▶ Work request: Below are the records; collect from them each line containing the string "derive".

▶ Records:
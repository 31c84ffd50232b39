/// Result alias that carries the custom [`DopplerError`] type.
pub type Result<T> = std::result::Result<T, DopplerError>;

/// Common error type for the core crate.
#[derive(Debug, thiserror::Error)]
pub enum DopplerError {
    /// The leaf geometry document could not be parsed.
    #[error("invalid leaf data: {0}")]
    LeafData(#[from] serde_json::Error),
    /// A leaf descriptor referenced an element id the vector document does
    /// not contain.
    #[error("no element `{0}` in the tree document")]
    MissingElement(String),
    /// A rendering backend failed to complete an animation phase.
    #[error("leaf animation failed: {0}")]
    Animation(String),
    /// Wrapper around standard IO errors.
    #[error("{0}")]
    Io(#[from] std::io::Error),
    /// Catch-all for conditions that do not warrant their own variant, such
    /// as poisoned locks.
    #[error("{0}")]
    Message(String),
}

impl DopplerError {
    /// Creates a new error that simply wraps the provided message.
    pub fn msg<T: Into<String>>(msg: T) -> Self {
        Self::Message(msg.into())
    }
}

--

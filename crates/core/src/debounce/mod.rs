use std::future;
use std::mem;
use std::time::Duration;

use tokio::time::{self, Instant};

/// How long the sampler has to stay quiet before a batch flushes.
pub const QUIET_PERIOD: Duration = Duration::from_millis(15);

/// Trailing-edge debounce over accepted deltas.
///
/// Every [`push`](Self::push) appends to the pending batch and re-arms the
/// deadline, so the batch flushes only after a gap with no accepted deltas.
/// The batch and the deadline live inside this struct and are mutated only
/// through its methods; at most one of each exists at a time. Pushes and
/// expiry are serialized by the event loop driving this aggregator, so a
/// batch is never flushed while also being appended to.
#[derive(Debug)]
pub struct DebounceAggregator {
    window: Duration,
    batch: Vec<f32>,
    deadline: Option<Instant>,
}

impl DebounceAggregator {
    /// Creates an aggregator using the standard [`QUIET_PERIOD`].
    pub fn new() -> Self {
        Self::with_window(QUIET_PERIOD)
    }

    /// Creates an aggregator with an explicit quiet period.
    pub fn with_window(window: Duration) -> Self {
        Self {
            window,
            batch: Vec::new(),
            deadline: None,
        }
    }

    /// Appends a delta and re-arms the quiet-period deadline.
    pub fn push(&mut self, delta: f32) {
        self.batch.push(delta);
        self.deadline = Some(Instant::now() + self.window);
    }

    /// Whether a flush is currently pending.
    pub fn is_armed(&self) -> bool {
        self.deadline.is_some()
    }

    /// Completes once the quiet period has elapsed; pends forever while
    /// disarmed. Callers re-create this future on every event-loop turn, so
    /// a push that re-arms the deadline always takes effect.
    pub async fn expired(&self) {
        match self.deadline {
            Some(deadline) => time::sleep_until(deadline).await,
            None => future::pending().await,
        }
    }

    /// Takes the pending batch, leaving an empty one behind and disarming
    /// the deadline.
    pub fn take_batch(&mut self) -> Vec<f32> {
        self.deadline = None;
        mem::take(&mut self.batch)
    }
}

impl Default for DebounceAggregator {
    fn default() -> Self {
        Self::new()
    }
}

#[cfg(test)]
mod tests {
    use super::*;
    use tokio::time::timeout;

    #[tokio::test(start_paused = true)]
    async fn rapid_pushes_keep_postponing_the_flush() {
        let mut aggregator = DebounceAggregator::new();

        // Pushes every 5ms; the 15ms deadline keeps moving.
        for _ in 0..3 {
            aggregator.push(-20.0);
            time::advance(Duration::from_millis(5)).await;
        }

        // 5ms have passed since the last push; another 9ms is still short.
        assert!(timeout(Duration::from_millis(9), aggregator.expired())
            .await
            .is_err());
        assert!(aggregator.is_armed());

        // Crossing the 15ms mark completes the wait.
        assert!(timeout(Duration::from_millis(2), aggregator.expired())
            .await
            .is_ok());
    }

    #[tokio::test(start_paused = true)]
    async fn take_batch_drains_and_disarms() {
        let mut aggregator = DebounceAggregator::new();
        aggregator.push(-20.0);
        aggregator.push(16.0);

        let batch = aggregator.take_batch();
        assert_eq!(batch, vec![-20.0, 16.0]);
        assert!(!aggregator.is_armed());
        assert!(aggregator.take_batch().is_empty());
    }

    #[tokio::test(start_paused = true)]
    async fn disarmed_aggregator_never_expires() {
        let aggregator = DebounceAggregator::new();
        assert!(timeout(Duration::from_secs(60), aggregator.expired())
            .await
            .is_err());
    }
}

▶ Response:
#[derive(Debug, thiserror::Error)]
#[derive(Debug)]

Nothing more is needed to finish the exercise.